_What this task involves_.
Whenever a line below holds the word "open", count it; then give the total and nothing else.

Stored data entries
========================================
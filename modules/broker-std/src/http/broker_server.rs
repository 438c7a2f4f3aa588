use std::{convert::Infallible, future::Future, net::SocketAddr};

use bytes::Bytes;
use http_body_util::Full;
use hyper::{body::Incoming, server::conn::http1, service::service_fn, Method, Request, Response, Uri};
use tokio::{
  net::{TcpListener, TcpStream},
  sync::watch,
  task::JoinSet,
};
use tracing::{debug, info, warn};

use super::{ServerError, TokioIo};
use crate::{
  config::BrokerConfig,
  service::{BrokerError, BrokerReply, BrokerService},
};

/// HTTP/1.1 front end of a [`BrokerService`].
///
/// Each accepted connection runs on its own task; requests on a connection are served in order.
#[derive(Debug)]
pub struct BrokerServer {
  listener: TcpListener,
  service:  BrokerService,
}

impl BrokerServer {
  /// Binds the listening socket described by `config`.
  ///
  /// # Errors
  ///
  /// Returns [`ServerError::Bind`] when the address cannot be bound.
  pub async fn bind(config: &BrokerConfig, service: BrokerService) -> Result<Self, ServerError> {
    let addr = config.socket_addr();
    let listener = TcpListener::bind(addr).await.map_err(|source| ServerError::Bind { addr, source })?;
    Ok(Self { listener, service })
  }

  /// Returns the address the server is listening on.
  ///
  /// # Errors
  ///
  /// Returns [`ServerError::LocalAddr`] when the socket cannot report its address.
  pub fn local_addr(&self) -> Result<SocketAddr, ServerError> {
    self.listener.local_addr().map_err(ServerError::LocalAddr)
  }

  /// Serves connections until the process is stopped.
  ///
  /// # Errors
  ///
  /// Currently never fails once bound; the signature leaves room for fatal listener errors.
  pub async fn serve(self) -> Result<(), ServerError> {
    self.serve_with_shutdown(std::future::pending()).await
  }

  /// Serves connections until `shutdown` completes, then drains open connections.
  ///
  /// Draining lets every in-flight request, including long-polls, finish before the connection is
  /// closed; idle keep-alive connections are closed right away.
  ///
  /// # Errors
  ///
  /// Currently never fails once bound; accept errors are logged and the loop keeps going.
  pub async fn serve_with_shutdown<F>(self, shutdown: F) -> Result<(), ServerError>
  where
    F: Future<Output = ()>, {
    let (stop_tx, stop_rx) = watch::channel(false);
    let mut connections = JoinSet::new();
    tokio::pin!(shutdown);

    loop {
      tokio::select! {
        () = &mut shutdown => {
          info!(open = connections.len(), "shutdown requested, draining connections");
          break;
        },
        accepted = self.listener.accept() => match accepted {
          | Ok((stream, peer)) => {
            connections.spawn(serve_connection(stream, peer, self.service.clone(), stop_rx.clone()));
          },
          | Err(error) => warn!(%error, "failed to accept connection"),
        },
        Some(joined) = connections.join_next(), if !connections.is_empty() => {
          if let Err(error) = joined {
            warn!(%error, "connection task failed");
          }
        },
      }
    }

    let _ = stop_tx.send(true);
    while let Some(joined) = connections.join_next().await {
      if let Err(error) = joined {
        warn!(%error, "connection task failed during shutdown");
      }
    }
    info!("server stopped");
    Ok(())
  }
}

pub(super) async fn serve_connection(
  stream: TcpStream,
  peer: SocketAddr,
  service: BrokerService,
  mut stop: watch::Receiver<bool>,
) {
  debug!(%peer, "connection accepted");
  let handler = service_fn(move |request: Request<Incoming>| {
    let service = service.clone();
    async move {
      let (parts, _) = request.into_parts();
      Ok::<_, Infallible>(respond(&service, &parts.method, &parts.uri).await)
    }
  });
  let connection = http1::Builder::new().serve_connection(TokioIo::new(stream), handler);
  tokio::pin!(connection);

  tokio::select! {
    result = connection.as_mut() => {
      if let Err(error) = result {
        debug!(%peer, %error, "connection closed with error");
      }
    },
    () = async { let _ = stop.wait_for(|stopped| *stopped).await; } => {
      connection.as_mut().graceful_shutdown();
      if let Err(error) = connection.as_mut().await {
        debug!(%peer, %error, "connection closed with error while draining");
      }
    },
  }
  debug!(%peer, "connection closed");
}

pub(super) async fn respond(service: &BrokerService, method: &Method, uri: &Uri) -> Response<Full<Bytes>> {
  into_response(service.dispatch(method, uri.path(), uri.query()).await)
}

pub(super) fn into_response(outcome: Result<BrokerReply, BrokerError>) -> Response<Full<Bytes>> {
  let (status, body) = match outcome {
    | Ok(reply) => (hyper::StatusCode::OK, Bytes::from(reply.into_body())),
    | Err(error) => (error.status(), Bytes::new()),
  };
  let mut response = Response::new(Full::new(body));
  *response.status_mut() = status;
  response
}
========================================
_Exercise output_.
2